-- Assignment --
Set the data down again, exactly as it appears below.

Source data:
------------------------------

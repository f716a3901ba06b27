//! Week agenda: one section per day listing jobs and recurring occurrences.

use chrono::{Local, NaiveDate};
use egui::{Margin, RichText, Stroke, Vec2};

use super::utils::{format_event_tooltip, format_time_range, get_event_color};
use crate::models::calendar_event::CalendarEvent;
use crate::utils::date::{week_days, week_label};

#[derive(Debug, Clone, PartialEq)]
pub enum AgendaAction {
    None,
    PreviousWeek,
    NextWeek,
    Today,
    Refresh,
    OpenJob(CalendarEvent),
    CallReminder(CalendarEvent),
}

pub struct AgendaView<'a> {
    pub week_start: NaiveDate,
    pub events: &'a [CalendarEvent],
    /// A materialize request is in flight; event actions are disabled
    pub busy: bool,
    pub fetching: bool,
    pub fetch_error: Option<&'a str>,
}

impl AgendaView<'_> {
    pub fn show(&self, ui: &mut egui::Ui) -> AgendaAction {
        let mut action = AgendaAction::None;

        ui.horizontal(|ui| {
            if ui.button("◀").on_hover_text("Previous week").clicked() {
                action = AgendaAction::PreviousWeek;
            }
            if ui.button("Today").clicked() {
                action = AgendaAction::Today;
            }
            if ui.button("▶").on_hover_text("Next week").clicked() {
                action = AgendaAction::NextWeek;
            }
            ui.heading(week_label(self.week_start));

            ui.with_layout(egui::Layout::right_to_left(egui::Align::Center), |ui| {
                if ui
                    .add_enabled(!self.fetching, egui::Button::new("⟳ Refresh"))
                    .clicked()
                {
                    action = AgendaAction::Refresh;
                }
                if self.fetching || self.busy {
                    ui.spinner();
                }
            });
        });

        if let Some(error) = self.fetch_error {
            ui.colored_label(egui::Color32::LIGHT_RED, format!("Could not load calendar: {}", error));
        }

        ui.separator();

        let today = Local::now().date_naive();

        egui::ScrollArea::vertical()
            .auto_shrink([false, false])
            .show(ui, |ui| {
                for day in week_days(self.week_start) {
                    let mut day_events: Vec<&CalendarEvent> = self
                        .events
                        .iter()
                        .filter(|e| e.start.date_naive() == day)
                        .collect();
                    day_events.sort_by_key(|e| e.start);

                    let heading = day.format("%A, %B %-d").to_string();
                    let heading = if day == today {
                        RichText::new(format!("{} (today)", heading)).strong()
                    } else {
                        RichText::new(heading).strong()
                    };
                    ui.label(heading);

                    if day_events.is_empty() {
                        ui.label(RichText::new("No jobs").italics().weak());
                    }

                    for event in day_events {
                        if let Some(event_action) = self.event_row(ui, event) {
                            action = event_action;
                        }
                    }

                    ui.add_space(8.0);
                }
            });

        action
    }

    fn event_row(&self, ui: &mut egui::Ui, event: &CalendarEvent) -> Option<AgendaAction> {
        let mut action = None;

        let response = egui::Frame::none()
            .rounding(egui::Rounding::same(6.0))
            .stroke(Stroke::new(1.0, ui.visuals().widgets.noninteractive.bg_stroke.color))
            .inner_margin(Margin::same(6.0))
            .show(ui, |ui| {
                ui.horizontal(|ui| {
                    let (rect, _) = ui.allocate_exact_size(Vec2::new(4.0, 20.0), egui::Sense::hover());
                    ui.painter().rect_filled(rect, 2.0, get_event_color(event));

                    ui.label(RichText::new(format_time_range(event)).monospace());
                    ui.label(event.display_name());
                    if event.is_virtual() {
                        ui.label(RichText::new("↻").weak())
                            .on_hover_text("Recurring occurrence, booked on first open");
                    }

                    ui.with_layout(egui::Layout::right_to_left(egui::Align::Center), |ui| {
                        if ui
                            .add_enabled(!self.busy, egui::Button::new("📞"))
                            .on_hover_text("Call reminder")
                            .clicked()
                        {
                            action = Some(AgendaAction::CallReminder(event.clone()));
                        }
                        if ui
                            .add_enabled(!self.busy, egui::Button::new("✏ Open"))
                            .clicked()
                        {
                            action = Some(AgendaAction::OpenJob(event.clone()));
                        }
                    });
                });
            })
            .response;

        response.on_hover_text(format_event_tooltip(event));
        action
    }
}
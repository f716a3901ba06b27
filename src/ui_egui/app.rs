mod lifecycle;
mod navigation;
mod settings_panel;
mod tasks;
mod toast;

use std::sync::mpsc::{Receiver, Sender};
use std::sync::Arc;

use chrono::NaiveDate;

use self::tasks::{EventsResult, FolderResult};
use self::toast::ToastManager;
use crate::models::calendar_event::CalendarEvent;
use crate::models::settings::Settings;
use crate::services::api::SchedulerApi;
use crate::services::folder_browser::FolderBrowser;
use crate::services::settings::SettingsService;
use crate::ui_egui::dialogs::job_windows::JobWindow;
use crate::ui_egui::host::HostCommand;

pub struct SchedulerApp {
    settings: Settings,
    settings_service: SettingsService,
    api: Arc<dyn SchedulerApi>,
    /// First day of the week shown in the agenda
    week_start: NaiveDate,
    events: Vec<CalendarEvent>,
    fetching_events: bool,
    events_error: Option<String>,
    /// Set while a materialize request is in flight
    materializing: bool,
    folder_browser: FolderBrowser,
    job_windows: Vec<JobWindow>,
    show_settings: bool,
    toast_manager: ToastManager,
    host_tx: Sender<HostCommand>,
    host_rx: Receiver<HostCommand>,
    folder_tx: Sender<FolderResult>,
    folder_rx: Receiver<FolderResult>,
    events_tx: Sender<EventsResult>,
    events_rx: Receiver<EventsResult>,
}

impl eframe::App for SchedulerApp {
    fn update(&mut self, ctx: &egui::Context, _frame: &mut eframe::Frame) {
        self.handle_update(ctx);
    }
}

------------------------------

-- Answer for this exercise --
repository f716a3901ba06b27
//! Week agenda: one section per day listing jobs and recurring occurrences.

use chrono::{Local, NaiveDate};
use egui::{Margin, RichText, Stroke, Vec2};

use super::utils::{format_event_tooltip, format_time_range, get_event_color};
use crate::models::calendar_event::CalendarEvent;
use crate::utils::date::{week_days, week_label};

#[derive(Debug, Clone, PartialEq)]
pub enum AgendaAction {
    None,
    PreviousWeek,
    NextWeek,
    Today,
    Refresh,
    OpenJob(CalendarEvent),
    CallReminder(CalendarEvent),
}

pub struct AgendaView<'a> {
    pub week_start: NaiveDate,
    pub events: &'a [CalendarEvent],
    /// A materialize request is in flight; event actions are disabled
    pub busy: bool,
    pub fetching: bool,
    pub fetch_error: Option<&'a str>,
}

impl AgendaView<'_> {
    pub fn show(&self, ui: &mut egui::Ui) -> AgendaAction {
        let mut action = AgendaAction::None;

        ui.horizontal(|ui| {
            if ui.button("◀").on_hover_text("Previous week").clicked() {
                action = AgendaAction::PreviousWeek;
            }
            if ui.button("Today").clicked() {
                action = AgendaAction::Today;
            }
            if ui.button("▶").on_hover_text("Next week").clicked() {
                action = AgendaAction::NextWeek;
            }
            ui.heading(week_label(self.week_start));

            ui.with_layout(egui::Layout::right_to_left(egui::Align::Center), |ui| {
                if ui
                    .add_enabled(!self.fetching, egui::Button::new("⟳ Refresh"))
                    .clicked()
                {
                    action = AgendaAction::Refresh;
                }
                if self.fetching || self.busy {
                    ui.spinner();
                }
            });
        });

        if let Some(error) = self.fetch_error {
            ui.colored_label(egui::Color32::LIGHT_RED, format!("Could not load calendar: {}", error));
        }

        ui.separator();

        let today = Local::now().date_naive();

        egui::ScrollArea::vertical()
            .auto_shrink([false, false])
            .show(ui, |ui| {
                for day in week_days(self.week_start) {
                    let mut day_events: Vec<&CalendarEvent> = self
                        .events
                        .iter()
                        .filter(|e| e.start.date_naive() == day)
                        .collect();
                    day_events.sort_by_key(|e| e.start);

                    let heading = day.format("%A, %B %-d").to_string();
                    let heading = if day == today {
                        RichText::new(format!("{} (today)", heading)).strong()
                    } else {
                        RichText::new(heading).strong()
                    };
                    ui.label(heading);

                    if day_events.is_empty() {
                        ui.label(RichText::new("No jobs").italics().weak());
                    }

                    for event in day_events {
                        if let Some(event_action) = self.event_row(ui, event) {
                            action = event_action;
                        }
                    }

                    ui.add_space(8.0);
                }
            });

        action
    }

    fn event_row(&self, ui: &mut egui::Ui, event: &CalendarEvent) -> Option<AgendaAction> {
        let mut action = None;

        let response = egui::Frame::none()
            .rounding(egui::Rounding::same(6.0))
            .stroke(Stroke::new(1.0, ui.visuals().widgets.noninteractive.bg_stroke.color))
            .inner_margin(Margin::same(6.0))
            .show(ui, |ui| {
                ui.horizontal(|ui| {
                    let (rect, _) = ui.allocate_exact_size(Vec2::new(4.0, 20.0), egui::Sense::hover());
                    ui.painter().rect_filled(rect, 2.0, get_event_color(event));

                    ui.label(RichText::new(format_time_range(event)).monospace());
                    ui.label(event.display_name());
                    if event.is_virtual() {
                        ui.label(RichText::new("↻").weak())
                            .on_hover_text("Recurring occurrence, booked on first open");
                    }

                    ui.with_layout(egui::Layout::right_to_left(egui::Align::Center), |ui| {
                        if ui
                            .add_enabled(!self.busy, egui::Button::new("📞"))
                            .on_hover_text("Call reminder")
                            .clicked()
                        {
                            action = Some(AgendaAction::CallReminder(event.clone()));
                        }
                        if ui
                            .add_enabled(!self.busy, egui::Button::new("✏ Open"))
                            .clicked()
                        {
                            action = Some(AgendaAction::OpenJob(event.clone()));
                        }
                    });
                });
            })
            .response;

        response.on_hover_text(format_event_tooltip(event));
        action
    }
}
repository f716a3901ba06b27
filename src/ui_egui/app.rs
mod lifecycle;
mod navigation;
mod settings_panel;
mod tasks;
mod toast;

use std::sync::mpsc::{Receiver, Sender};
use std::sync::Arc;

use chrono::NaiveDate;

use self::tasks::{EventsResult, FolderResult};
use self::toast::ToastManager;
use crate::models::calendar_event::CalendarEvent;
use crate::models::settings::Settings;
use crate::services::api::SchedulerApi;
use crate::services::folder_browser::FolderBrowser;
use crate::services::settings::SettingsService;
use crate::ui_egui::dialogs::job_windows::JobWindow;
use crate::ui_egui::host::HostCommand;

pub struct SchedulerApp {
    settings: Settings,
    settings_service: SettingsService,
    api: Arc<dyn SchedulerApi>,
    /// First day of the week shown in the agenda
    week_start: NaiveDate,
    events: Vec<CalendarEvent>,
    fetching_events: bool,
    events_error: Option<String>,
    /// Set while a materialize request is in flight
    materializing: bool,
    folder_browser: FolderBrowser,
    job_windows: Vec<JobWindow>,
    show_settings: bool,
    toast_manager: ToastManager,
    host_tx: Sender<HostCommand>,
    host_rx: Receiver<HostCommand>,
    folder_tx: Sender<FolderResult>,
    folder_rx: Receiver<FolderResult>,
    events_tx: Sender<EventsResult>,
    events_rx: Receiver<EventsResult>,
}

impl eframe::App for SchedulerApp {
    fn update(&mut self, ctx: &egui::Context, _frame: &mut eframe::Frame) {
        self.handle_update(ctx);
    }
}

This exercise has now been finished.